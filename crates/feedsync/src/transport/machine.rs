//! Reconnect state machine.
//!
//! All transport decisions go through [`TransportMachine::dispatch`]: it takes one
//! [`Signal`], updates the state, and returns the [`Directive`]s the session must
//! carry out. It performs no I/O and reads no clock, so every path is unit-testable.

use std::time::Duration;
use tokio::time::Instant;

use super::{Cadence, ConnectionState, Tier, TierSet};
use crate::config::ReconnectionConfig;
use crate::error::FeedError;

#[derive(Debug, Clone, PartialEq, Eq)]
pub enum Signal {
    /// Fresh attempt from the top tier with backoff cleared: first connect, manual
    /// reconnect, resume, watchdog.
    Connect,
    /// The server confirmed a push or stream subscription.
    Subscribed { tier: Tier, at: Instant },
    /// A poll came back (with or without data).
    PollSucceeded { at: Instant },
    /// Any inbound data or heartbeat.
    Activity { at: Instant },
    TierFailed { tier: Tier, reason: String },
    /// Paced retry: bumps backoff and schedules [`Signal::RetryDue`].
    Reconnect,
    RetryDue,
    WatchdogCheck { now: Instant },
    Hidden,
    Visible,
    Offline,
    Online,
    /// Explicit stop. Only [`Signal::Connect`] resumes.
    Disconnect,
}

#[derive(Debug, Clone, Copy, PartialEq, Eq)]
pub enum Directive {
    /// Tear down the current link, in-flight poll, and subscribe timeout.
    Close,
    Open(Tier, Cadence),
    ScheduleRetry(Duration),
    CancelRetry,
}

#[derive(Debug)]
pub struct TransportMachine {
    config: ReconnectionConfig,
    watchdog_timeout: Duration,
    tiers: TierSet,
    state: ConnectionState,
    cadence: Cadence,
    backoff: u32,
    retry_pending: bool,
    last_heartbeat: Option<Instant>,
    hidden: bool,
    online: bool,
    halted: bool,
}

impl TransportMachine {
    pub fn new(config: ReconnectionConfig, watchdog_timeout: Duration, tiers: TierSet) -> Self {
        Self {
            config,
            watchdog_timeout,
            tiers,
            state: ConnectionState::Disconnected,
            cadence: Cadence::Fixed,
            backoff: 0,
            retry_pending: false,
            last_heartbeat: None,
            hidden: false,
            online: true,
            halted: false,
        }
    }

    pub fn state(&self) -> ConnectionState {
        self.state
    }

    pub fn cadence(&self) -> Cadence {
        self.cadence
    }

    pub fn backoff(&self) -> u32 {
        self.backoff
    }

    pub fn retry_pending(&self) -> bool {
        self.retry_pending
    }

    pub fn last_heartbeat(&self) -> Option<Instant> {
        self.last_heartbeat
    }

    pub fn dispatch(&mut self, signal: Signal) -> Vec<Directive> {
        match signal {
            Signal::Connect => {
                self.halted = false;
                if let ConnectionState::Connecting(tier) = self.state {
                    tracing::debug!(%tier, "connect ignored, attempt in flight");
                    return Vec::new();
                }
                self.connect()
            }
            Signal::Subscribed { tier, at } => {
                if self.state != ConnectionState::Connecting(tier) {
                    return Vec::new();
                }
                self.mark_connected(tier, at);
                Vec::new()
            }
            Signal::PollSucceeded { at } => {
                match self.state {
                    ConnectionState::Connecting(Tier::Polling) => {
                        self.mark_connected(Tier::Polling, at)
                    }
                    ConnectionState::Connected(Tier::Polling) => self.last_heartbeat = Some(at),
                    _ => {}
                }
                Vec::new()
            }
            Signal::Activity { at } => {
                if self.state.tier().is_some() {
                    self.last_heartbeat = Some(at);
                }
                Vec::new()
            }
            Signal::TierFailed { tier, reason } => self.tier_failed(tier, reason),
            Signal::Reconnect => self.reconnect(),
            Signal::RetryDue => {
                if !self.retry_pending {
                    return Vec::new();
                }
                self.retry_pending = false;
                if !self.can_run() {
                    return Vec::new();
                }
                let tier = self.tiers.at_or_after(tier_for_backoff(self.backoff));
                tracing::info!(%tier, backoff = self.backoff, "retrying");
                self.open(tier, cadence_for(tier))
            }
            Signal::WatchdogCheck { now } => self.watchdog(now),
            Signal::Hidden => {
                self.hidden = true;
                self.suspend()
            }
            Signal::Visible => {
                self.hidden = false;
                self.resume()
            }
            Signal::Offline => {
                self.online = false;
                self.suspend()
            }
            Signal::Online => {
                self.online = true;
                self.resume()
            }
            Signal::Disconnect => {
                self.halted = true;
                self.suspend()
            }
        }
    }

    /// Delay before the next retry at the current backoff count.
    pub fn retry_delay(&self) -> Duration {
        let base = Duration::from_millis(self.config.initial_backoff_ms);
        let max = Duration::from_millis(self.config.max_backoff_ms);
        base.saturating_mul(1u32 << self.backoff.min(31)).min(max)
    }

    fn can_run(&self) -> bool {
        self.online && !self.hidden && !self.halted
    }

    fn connect(&mut self) -> Vec<Directive> {
        if !self.can_run() {
            return Vec::new();
        }
        self.backoff = 0;
        let mut out = Vec::new();
        if self.retry_pending {
            self.retry_pending = false;
            out.push(Directive::CancelRetry);
        }
        let tier = self.tiers.at_or_after(Tier::Push);
        out.extend(self.open(tier, cadence_for(tier)));
        out
    }

    fn resume(&mut self) -> Vec<Directive> {
        if self.state == ConnectionState::Disconnected && !self.retry_pending {
            self.connect()
        } else {
            Vec::new()
        }
    }

    fn open(&mut self, tier: Tier, cadence: Cadence) -> Vec<Directive> {
        self.state = ConnectionState::Connecting(tier);
        self.cadence = cadence;
        vec![Directive::Close, Directive::Open(tier, cadence)]
    }

    fn mark_connected(&mut self, tier: Tier, at: Instant) {
        tracing::info!(%tier, "connected");
        self.state = ConnectionState::Connected(tier);
        self.backoff = 0;
        self.last_heartbeat = Some(at);
    }

    fn tier_failed(&mut self, tier: Tier, reason: String) -> Vec<Directive> {
        if self.state.tier() != Some(tier) {
            return Vec::new();
        }
        let degraded = FeedError::TransportDegraded { from: tier, reason };
        match self.tiers.after(tier) {
            Some(next) => {
                tracing::warn!(error = %degraded, to = %next, "falling back");
                // Polling behind a failed stream keeps the fixed period.
                let cadence = if tier == Tier::Stream {
                    Cadence::Fixed
                } else {
                    cadence_for(next)
                };
                self.open(next, cadence)
            }
            None => {
                tracing::warn!(error = %degraded, "last tier failed, scheduling retry");
                self.state = ConnectionState::Disconnected;
                let mut out = vec![Directive::Close];
                out.extend(self.reconnect());
                out
            }
        }
    }

    fn reconnect(&mut self) -> Vec<Directive> {
        if self.retry_pending || matches!(self.state, ConnectionState::Connecting(_)) {
            tracing::debug!("reconnect already in flight");
            return Vec::new();
        }
        if !self.can_run() {
            return Vec::new();
        }
        self.backoff = (self.backoff + 1).min(self.config.max_exponent);
        self.retry_pending = true;
        let delay = self.retry_delay();
        tracing::info!(backoff = self.backoff, ?delay, "reconnect scheduled");
        let mut out = Vec::new();
        if self.state != ConnectionState::Disconnected {
            self.state = ConnectionState::Disconnected;
            out.push(Directive::Close);
        }
        out.push(Directive::ScheduleRetry(delay));
        out
    }

    fn watchdog(&mut self, now: Instant) -> Vec<Directive> {
        let ConnectionState::Connected(Tier::Push | Tier::Stream) = self.state else {
            return Vec::new();
        };
        let Some(last) = self.last_heartbeat else {
            return Vec::new();
        };
        let silent_for = now.saturating_duration_since(last);
        if silent_for <= self.watchdog_timeout {
            return Vec::new();
        }
        tracing::warn!(error = %FeedError::WatchdogTimeout { silent_for }, "hard reconnect");
        self.connect()
    }

    fn suspend(&mut self) -> Vec<Directive> {
        let mut out = Vec::new();
        if self.state != ConnectionState::Disconnected {
            self.state = ConnectionState::Disconnected;
            out.push(Directive::Close);
        }
        if self.retry_pending {
            self.retry_pending = false;
            out.push(Directive::CancelRetry);
        }
        out
    }
}

fn cadence_for(tier: Tier) -> Cadence {
    match tier {
        Tier::Polling => Cadence::Adaptive,
        Tier::Push | Tier::Stream => Cadence::Fixed,
    }
}

/// Backoff count → preferred tier: 1 push, 2–3 stream, 4+ polling.
fn tier_for_backoff(backoff: u32) -> Tier {
    match backoff {
        0 | 1 => Tier::Push,
        2 | 3 => Tier::Stream,
        _ => Tier::Polling,
    }
}
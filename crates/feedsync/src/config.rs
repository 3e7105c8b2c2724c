//! Feed engine configuration.
//!
//! Every section has a `Default` carrying the production values; all durations
//! are milliseconds so a JSON file can override any subset of them.

use anyhow::{Context, Result};
use serde::Deserialize;
use std::path::Path;
use std::time::Duration;

/// Top-level configuration for one feed session.
#[derive(Debug, Clone, Deserialize)]
#[serde(default)]
pub struct FeedConfig {
    /// Where the HTTP source finds the API, stream, and push channel.
    pub endpoints: EndpointConfig,
    /// Items requested per delta poll and per older page.
    pub page_limit: usize,
    /// Timeout applied to every fetch.
    pub request_timeout_ms: u64,
    /// How long a push/stream tier may take to confirm its subscription.
    pub subscribe_timeout_ms: u64,
    /// Fixed poll period used when the stream tier falls back to polling.
    pub poll_period_ms: u64,
    pub buffer: BufferConfig,
    pub clock: ClockConfig,
    pub reconnection: ReconnectionConfig,
    pub watchdog: WatchdogConfig,
}

impl FeedConfig {
    /// Load from a JSON file; absent keys keep their defaults.
    pub fn from_json_file(path: impl AsRef<Path>) -> Result<Self> {
        let path = path.as_ref();
        let raw = std::fs::read_to_string(path)
            .with_context(|| format!("read config {}", path.display()))?;
        serde_json::from_str(&raw).with_context(|| format!("parse config {}", path.display()))
    }

    pub fn request_timeout(&self) -> Duration {
        Duration::from_millis(self.request_timeout_ms)
    }

    pub fn subscribe_timeout(&self) -> Duration {
        Duration::from_millis(self.subscribe_timeout_ms)
    }

    pub fn poll_period(&self) -> Duration {
        Duration::from_millis(self.poll_period_ms)
    }
}

impl Default for FeedConfig {
    fn default() -> Self {
        Self {
            endpoints: EndpointConfig::default(),
            page_limit: 50,
            request_timeout_ms: 10_000,
            subscribe_timeout_ms: 10_000,
            poll_period_ms: 5_000,
            buffer: BufferConfig::default(),
            clock: ClockConfig::default(),
            reconnection: ReconnectionConfig::default(),
            watchdog: WatchdogConfig::default(),
        }
    }
}

/// HTTP endpoints of the news API.
#[derive(Debug, Clone, Deserialize)]
#[serde(default)]
pub struct EndpointConfig {
    /// Base URL, e.g. `http://localhost:3000`.
    pub api_base: String,
    /// List route answering `?after=` and `?cursor=` queries.
    pub items_path: String,
    /// Server-sent event route; `None` disables the stream tier.
    pub stream_path: Option<String>,
    /// WebSocket URL of the insert notifications; `None` disables the push tier.
    pub push_url: Option<String>,
    /// Topic sent in the push subscribe frame.
    pub push_topic: String,
}

impl Default for EndpointConfig {
    fn default() -> Self {
        Self {
            api_base: "http://localhost:3000".into(),
            items_path: "/api/news".into(),
            stream_path: Some("/api/news/stream".into()),
            push_url: None,
            push_topic: "news".into(),
        }
    }
}

/// Staging buffer limits.
#[derive(Debug, Clone, Deserialize)]
#[serde(default)]
pub struct BufferConfig {
    /// Staged count at which the "new items" banner shows.
    pub threshold: usize,
    pub max_buffer: usize,
    pub max_visible: usize,
    /// Debounce window for arrivals.
    pub batch_window_ms: u64,
}

impl BufferConfig {
    pub fn batch_window(&self) -> Duration {
        Duration::from_millis(self.batch_window_ms)
    }
}

impl Default for BufferConfig {
    fn default() -> Self {
        Self {
            threshold: 3,
            max_buffer: 200,
            max_visible: 500,
            batch_window_ms: 200,
        }
    }
}

/// Adaptive poll interval bounds.
#[derive(Debug, Clone, Deserialize)]
#[serde(default)]
pub struct ClockConfig {
    pub min_interval_ms: u64,
    pub max_interval_ms: u64,
    pub base_interval_ms: u64,
}

impl ClockConfig {
    pub fn min_interval(&self) -> Duration {
        Duration::from_millis(self.min_interval_ms)
    }

    pub fn max_interval(&self) -> Duration {
        Duration::from_millis(self.max_interval_ms)
    }

    pub fn base_interval(&self) -> Duration {
        Duration::from_millis(self.base_interval_ms)
    }
}

impl Default for ClockConfig {
    fn default() -> Self {
        Self {
            min_interval_ms: 1_000,
            max_interval_ms: 15_000,
            base_interval_ms: 5_000,
        }
    }
}

/// Reconnection backoff.
#[derive(Debug, Clone, Deserialize)]
#[serde(default)]
pub struct ReconnectionConfig {
    pub initial_backoff_ms: u64,
    pub max_backoff_ms: u64,
    /// Upper bound on the retry exponent.
    pub max_exponent: u32,
    /// Extra random delay as a fraction of the computed delay (0 disables).
    pub jitter: f64,
}

impl Default for ReconnectionConfig {
    fn default() -> Self {
        Self {
            initial_backoff_ms: 500,
            max_backoff_ms: 30_000,
            max_exponent: 6,
            jitter: 0.1,
        }
    }
}

/// Heartbeat watchdog.
#[derive(Debug, Clone, Deserialize)]
#[serde(default)]
pub struct WatchdogConfig {
    pub check_every_ms: u64,
    pub timeout_ms: u64,
}

impl WatchdogConfig {
    pub fn check_every(&self) -> Duration {
        Duration::from_millis(self.check_every_ms)
    }

    pub fn timeout(&self) -> Duration {
        Duration::from_millis(self.timeout_ms)
    }
}

impl Default for WatchdogConfig {
    fn default() -> Self {
        Self {
            check_every_ms: 25_000,
            timeout_ms: 20_000,
        }
    }
}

Problem details
Up to and including the line with "or stream subscription.", repeat the data exactly, starting from its first line; nothing else belongs in the response.

Output for this exercise
filename crates/feedsync/src/transport/machine.rs
//! Reconnect state machine.
//!
//! All transport decisions go through [`TransportMachine::dispatch`]: it takes one
//! [`Signal`], updates the state, and returns the [`Directive`]s the session must
//! carry out. It performs no I/O and reads no clock, so every path is unit-testable.

use std::time::Duration;
use tokio::time::Instant;

use super::{Cadence, ConnectionState, Tier, TierSet};
use crate::config::ReconnectionConfig;
use crate::error::FeedError;

#[derive(Debug, Clone, PartialEq, Eq)]
pub enum Signal {
    /// Fresh attempt from the top tier with backoff cleared: first connect, manual
    /// reconnect, resume, watchdog.
    Connect,
    /// The server confirmed a push or stream subscription.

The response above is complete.